## **Keywords extraction using semantic search**
***

In [None]:
from keyword_extractor import extract_and_save_keywords_with_semantic_search
dream_df = extract_and_save_keywords_with_semantic_search()
dream_df.head()

The dataframe is too large (too many unnecessary columns). Let's view only the interesting ones:

In [None]:
from yaml_parser import load_config
config = load_config()
columns_to_show = [config['data']['keywords_column'], config['data']['dream_text_column']]
dream_df[columns_to_show]

well, a quick observation at the results shows that some of the dreams gained a too diverged keywords, and some are not diverged enough. We wll try to change the diversity factor and/or the size of the semantic search output.
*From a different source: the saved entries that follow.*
//! UDMF `TEXTMAP` parsing.
//!
//! The textual map format is a flat list of global assignments and
//! `identifier { key = value; ... }` blocks.  Only the handful of
//! fields the node builder consumes are kept; everything else is
//! skipped.  Objects may appear in any order, so references are stored
//! raw and validated later by the builder.

use crate::bsp::util::round_to_integer;
use crate::wad::level::{
    GeoLinedef, GeoSidedef, GeoThing, GeoVertex, LevelError, LevelGeometry, MapFormat,
};

#[derive(Clone, Debug, PartialEq)]
enum Token {
    Ident(String),
    Number(f64),
    Text(String),
    Punct(char),
}

struct Lexer<'a> {
    rest: &'a str,
}

impl<'a> Lexer<'a> {
    fn new(src: &'a str) -> Self {
        Self { rest: src }
    }

    fn bump(&mut self, n: usize) {
        self.rest = &self.rest[n..];
    }

    fn skip_trivia(&mut self) -> Result<(), LevelError> {
        loop {
            self.rest = self.rest.trim_start();

            if let Some(stripped) = self.rest.strip_prefix("//") {
                self.rest = stripped.split_once('\n').map_or("", |(_, tail)| tail);
            } else if let Some(stripped) = self.rest.strip_prefix("/*") {
                self.rest = stripped
                    .split_once("*/")
                    .ok_or_else(|| LevelError::Textmap("unterminated comment".into()))?
                    .1;
            } else {
                return Ok(());
            }
        }
    }

    fn next(&mut self) -> Result<Option<Token>, LevelError> {
        self.skip_trivia()?;

        let mut chars = self.rest.chars();
        let Some(c) = chars.next() else {
            return Ok(None);
        };

        if c == '"' {
            let body = &self.rest[1..];
            let end = body
                .find('"')
                .ok_or_else(|| LevelError::Textmap("unterminated string".into()))?;
            let text = body[..end].to_owned();
            self.bump(end + 2);
            return Ok(Some(Token::Text(text)));
        }

        if c.is_ascii_alphabetic() || c == '_' {
            let end = self
                .rest
                .find(|ch: char| !ch.is_ascii_alphanumeric() && ch != '_')
                .unwrap_or(self.rest.len());
            let ident = self.rest[..end].to_ascii_lowercase();
            self.bump(end);
            return Ok(Some(Token::Ident(ident)));
        }

        if c.is_ascii_digit() || c == '-' || c == '+' || c == '.' {
            let end = self.rest[1..]
                .find(|ch: char| !ch.is_ascii_hexdigit() && !"+-.xX".contains(ch))
                .map_or(self.rest.len(), |i| i + 1);
            let text = &self.rest[..end];

            let value = if let Some(hex) = text.strip_prefix("0x").or_else(|| text.strip_prefix("0X")) {
                i64::from_str_radix(hex, 16).map(|v| v as f64).ok()
            } else {
                text.parse::<f64>().ok()
            };

            let value =
                value.ok_or_else(|| LevelError::Textmap(format!("bad number: {text}")))?;
            self.bump(end);
            return Ok(Some(Token::Number(value)));
        }

        self.bump(c.len_utf8());
        Ok(Some(Token::Punct(c)))
    }

    fn expect_punct(&mut self, want: char) -> Result<(), LevelError> {
        match self.next()? {
            Some(Token::Punct(c)) if c == want => Ok(()),
            other => Err(LevelError::Textmap(format!(
                "expected '{want}', found {other:?}"
            ))),
        }
    }
}

/// One `key = value;` right-hand side.
#[derive(Clone, Debug)]
enum Value {
    Number(f64),
    Bool(bool),
    Text(String),
}

impl Value {
    fn number(&self) -> f64 {
        match self {
            Self::Number(v) => *v,
            _ => 0.0,
        }
    }

    fn index(&self) -> i32 {
        match self {
            Self::Number(v) => *v as i32,
            _ => -1,
        }
    }

    fn boolean(&self) -> bool {
        matches!(self, Self::Bool(true))
    }
}

fn read_value(lex: &mut Lexer<'_>) -> Result<Value, LevelError> {
    match lex.next()? {
        Some(Token::Number(v)) => Ok(Value::Number(v)),
        Some(Token::Text(s)) => Ok(Value::Text(s)),
        Some(Token::Ident(word)) => match word.as_str() {
            "true" => Ok(Value::Bool(true)),
            "false" => Ok(Value::Bool(false)),
            other => Err(LevelError::Textmap(format!("bad value: {other}"))),
        },
        other => Err(LevelError::Textmap(format!("missing value, found {other:?}"))),
    }
}

/// Parse one `{ ... }` block into (key, value) pairs.
fn read_block(lex: &mut Lexer<'_>) -> Result<Vec<(String, Value)>, LevelError> {
    let mut fields = Vec::new();

    loop {
        match lex.next()? {
            Some(Token::Punct('}')) => return Ok(fields),
            Some(Token::Ident(key)) => {
                lex.expect_punct('=')?;
                let value = read_value(lex)?;
                lex.expect_punct(';')?;
                fields.push((key, value));
            }
            other => {
                return Err(LevelError::Textmap(format!(
                    "expected key or '}}', found {other:?}"
                )));
            }
        }
    }
}

fn field<'a>(fields: &'a [(String, Value)], key: &str) -> Option<&'a Value> {
    fields.iter().find(|(k, _)| k == key).map(|(_, v)| v)
}

/// Parse a whole `TEXTMAP` lump into geometry arrays.
pub fn parse_textmap(data: &str, name: &str) -> Result<LevelGeometry, LevelError> {
    let mut geo = LevelGeometry {
        name: name.to_owned(),
        format: MapFormat::Udmf,
        vertices: Vec::new(),
        num_sectors: 0,
        sidedefs: Vec::new(),
        linedefs: Vec::new(),
        things: Vec::new(),
    };

    let mut lex = Lexer::new(data);

    while let Some(token) = lex.next()? {
        let Token::Ident(section) = token else {
            return Err(LevelError::Textmap(format!(
                "expected block name, found {token:?}"
            )));
        };

        match lex.next()? {
            // top-level assignment such as `namespace = "doom";`
            Some(Token::Punct('=')) => {
                read_value(&mut lex)?;
                lex.expect_punct(';')?;
                continue;
            }
            Some(Token::Punct('{')) => {}
            other => {
                return Err(LevelError::Textmap(format!(
                    "expected '{{' after {section}, found {other:?}"
                )));
            }
        }

        let fields = read_block(&mut lex)?;

        match section.as_str() {
            "vertex" => geo.vertices.push(GeoVertex {
                x: field(&fields, "x").map_or(0.0, Value::number),
                y: field(&fields, "y").map_or(0.0, Value::number),
            }),
            "linedef" => geo.linedefs.push(GeoLinedef {
                start: field(&fields, "v1").map_or(0, Value::index) as u32,
                end: field(&fields, "v2").map_or(0, Value::index) as u32,
                two_sided: field(&fields, "twosided").is_some_and(Value::boolean),
                special: field(&fields, "special").map_or(0, Value::index) as u16,
                tag: field(&fields, "id").map_or(0, Value::index) as i16,
                right: field(&fields, "sidefront").map_or(-1, Value::index),
                left: field(&fields, "sideback").map_or(-1, Value::index),
            }),
            "sidedef" => geo.sidedefs.push(GeoSidedef {
                sector: field(&fields, "sector").map_or(-1, Value::index),
            }),
            "sector" => geo.num_sectors += 1,
            "thing" => geo.things.push(GeoThing {
                x: round_to_integer(field(&fields, "x").map_or(0.0, Value::number)),
                y: round_to_integer(field(&fields, "y").map_or(0.0, Value::number)),
                kind: field(&fields, "type").map_or(0, Value::index) as u16,
            }),
            _ => {} // unknown block, already skipped
        }
    }

    Ok(geo)
}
We will do it on samples of 100 rows of the data just to show the change.

In [None]:
from keyword_extractor import extract_keywords_with_semantic_search, read_datasets
import torch
from sentence_transformers import SentenceTransformer
from IPython.display import display, Markdown
import pandas as pd

# Set display options for DataFrames
pd.set_option("display.max_columns", None)  # Show all columns
pd.set_option("display.max_rows", None)     # Show all rows
pd.set_option("display.max_colwidth", None) # Do not truncate column contents

dream_df, keywords_df = read_datasets(config)

config = load_config()
rseeds = [11, 22, 33, 44, 55, 66, 77, 88, 99]
candidate_keywords = keywords_df[config['data']['keywords_column']].dropna().unique().tolist()

# Load model
model_name = config['model']['name']
model = SentenceTransformer(model_name)
device = torch.device("cuda" if torch.cuda.is_available() else "cpu")
model = model.to(device)

# Encode keywords
keywords_embeddings = model.encode(candidate_keywords, convert_to_tensor=True, device=model.device.type)
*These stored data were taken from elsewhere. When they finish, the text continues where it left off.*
use crate::sources::SourceRegistry;
use crate::types::Article;
use std::collections::HashMap;
use tracing::{debug, info};

#[derive(Debug, Clone, Default)]
pub struct DedupOutcome {
    /// Survivors, in order of first occurrence of each id.
    pub articles: Vec<Article>,
    /// Entries collapsed this cycle.
    pub duplicates: u64,
}

/// Collapse articles sharing an id. The first occurrence wins unless the
/// incoming duplicate is breaking news over a non-breaking stored copy, or
/// comes from a high-trust source.
pub fn deduplicate(articles: Vec<Article>, registry: &SourceRegistry) -> DedupOutcome {
    let mut positions: HashMap<String, usize> = HashMap::with_capacity(articles.len());
    let mut unique: Vec<Article> = Vec::with_capacity(articles.len());
    let mut duplicates = 0u64;

    for incoming in articles {
        let Some(&index) = positions.get(&incoming.id) else {
            positions.insert(incoming.id.clone(), unique.len());
            unique.push(incoming);
            continue;
        };

        duplicates += 1;
        let stored = &unique[index];
        if should_replace(stored, &incoming, registry) {
            debug!(
                "Replacing duplicate {} from {} with copy from {}",
                incoming.id, stored.source, incoming.source
            );
            unique[index] = incoming;
        } else {
            debug!("Dropping duplicate {} from {}", incoming.id, incoming.source);
        }
    }

    if duplicates > 0 {
        info!("Removed {} duplicate articles", duplicates);
    }

    DedupOutcome {
        articles: unique,
        duplicates,
    }
}

fn should_replace(stored: &Article, incoming: &Article, registry: &SourceRegistry) -> bool {
    if incoming.breaking_news && !stored.breaking_news {
        return true;
    }
    registry.is_high_trust(&incoming.source)
}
# Extract keywords from each dream using semantic search
top_k_semantic = config['model']['num_semantic']    # 50
top_n_mmr = config['model']['num_keywords']         # 5
diversity = config['model']['diversity']            # 0.5


for rs in rseeds:
    sample = dream_df.sample(100, random_state=rs)
    results = []

    for dream in sample[config['data']['dream_text_column']]:
        keywords = extract_keywords_with_semantic_search(dream, keywords_embeddings, candidate_keywords, model, top_k_semantic, top_n_mmr, diversity)
        results.append(",".join(keywords))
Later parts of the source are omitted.